The probability mass function $p_Y(n)$ is the probability that $n$ is "only just enough" for the total to exceed unity, i.e. $X_1 + X_2 + \dots X_n$ exceeds one while $X_1 + \dots + X_{n-1}$ does not.

The cumulative distribution $F_Y(n) = \Pr(Y \leq n)$ simply requires $n$ is "enough", i.e. $\sum_{i=1}^{n}X_i > 1$ with no restriction on how much by. This looks like a much simpler event to deal with the probability of.

Second observation: $Y$ takes non-negative integer values so $\mathbb{E}(Y)$ can be written in terms of the CDF

Clearly $Y$ can only take values in $\{0, 1, 2, \dots\}$, so we can write its mean in terms of the complementary CDF, $\bar F_Y$.

$$\mathbb{E}(Y) = \sum_{n=0}^\infty \bar F_Y(n) = \sum_{n=0}^\infty \left(1 - F_Y(n) \right)$$

In fact $\Pr(Y=0)$ and $\Pr(Y=1)$ are both zero, so the first two terms are $\mathbb{E}(Y) = 1 + 1 + \dots$.

As for the later terms, if $F_Y(n)$ is the probability that $\sum_{i=1}^{n}X_i > 1$, what event is $\bar F_Y(n)$ the probability of?

Third observation: the (hyper)volume of an $n$-simplex is $\frac{1}{n!}$

The $n$-simplex I have in mind occupies the volume under a standard unit $(n-1)$-simplex in the all-positive orthant of $\mathbb{R}^n$: it is the convex hull of $(n+1)$ vertices, in particular the origin plus the vertices of the unit $(n-1)$-simplex at $(1, 0, 0, \dots)$, $(0, 1, 0, \dots)$ etc.

volumes of 2-simplex and 3-simplex

For example, the 2-simplex above with $x_1 + x_2 \leq 1$ has area $\frac{1}{2}$ and the 3-simplex with $x_1 + x_2 + x_3 \leq 1$ has volume $\frac{1}{6}$.
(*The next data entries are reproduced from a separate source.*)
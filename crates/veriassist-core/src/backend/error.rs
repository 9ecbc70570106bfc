use std::time::Duration;

use thiserror::Error;

/// Errors that can be returned by backend operations.
#[derive(Debug, Error)]
pub enum BackendError {
    /// An HTTP request failed (network error, body read error, etc.).
    #[error("HTTP request failed: {0}")]
    Http(#[from] reqwest::Error),

    /// Nothing is listening at the configured backend address.
    #[error("model backend not running at {0}")]
    ServerNotRunning(String),

    /// The backend answered with a non-success HTTP status.
    #[error("backend returned {status}: {body}")]
    Status { status: u16, body: String },

    /// The backend reported an error inside an otherwise valid response.
    #[error("backend error: {0}")]
    Api(String),

    /// Failed to deserialize a backend payload.
    #[error("JSON error: {0}")]
    Json(#[from] serde_json::Error),

    /// A filesystem or process I/O error occurred.
    #[error("I/O error: {0}")]
    Io(#[from] std::io::Error),

    /// The profile-creation command ran but did not succeed.
    #[error("profile creation failed: {stderr}")]
    CreateFailed { code: Option<i32>, stderr: String },

    /// A backend call did not finish within its time budget.
    #[error("{operation} timed out after {}s", after.as_secs_f32())]
    Timeout { operation: &'static str, after: Duration },

    /// The backend closed a stream without signalling completion.
    #[error("stream closed before the backend finished the reply")]
    Incomplete,

    /// The readiness probe gave up.
    #[error("backend not ready after {attempts} attempts: {last_error}")]
    NotReady { attempts: u32, last_error: String },
}

impl BackendError {
    pub(crate) fn timeout(operation: &'static str, after: Duration) -> Self {
        BackendError::Timeout { operation, after }
    }
}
For a proof that proceeds by directly evaluating an integral for the probability of the event described by $\bar F_Y(n)$, and links to two other arguments, see this Math SE thread. The related thread may also be of interest: Is there a relationship between $e$ and the sum of $n$-simplexes volumes?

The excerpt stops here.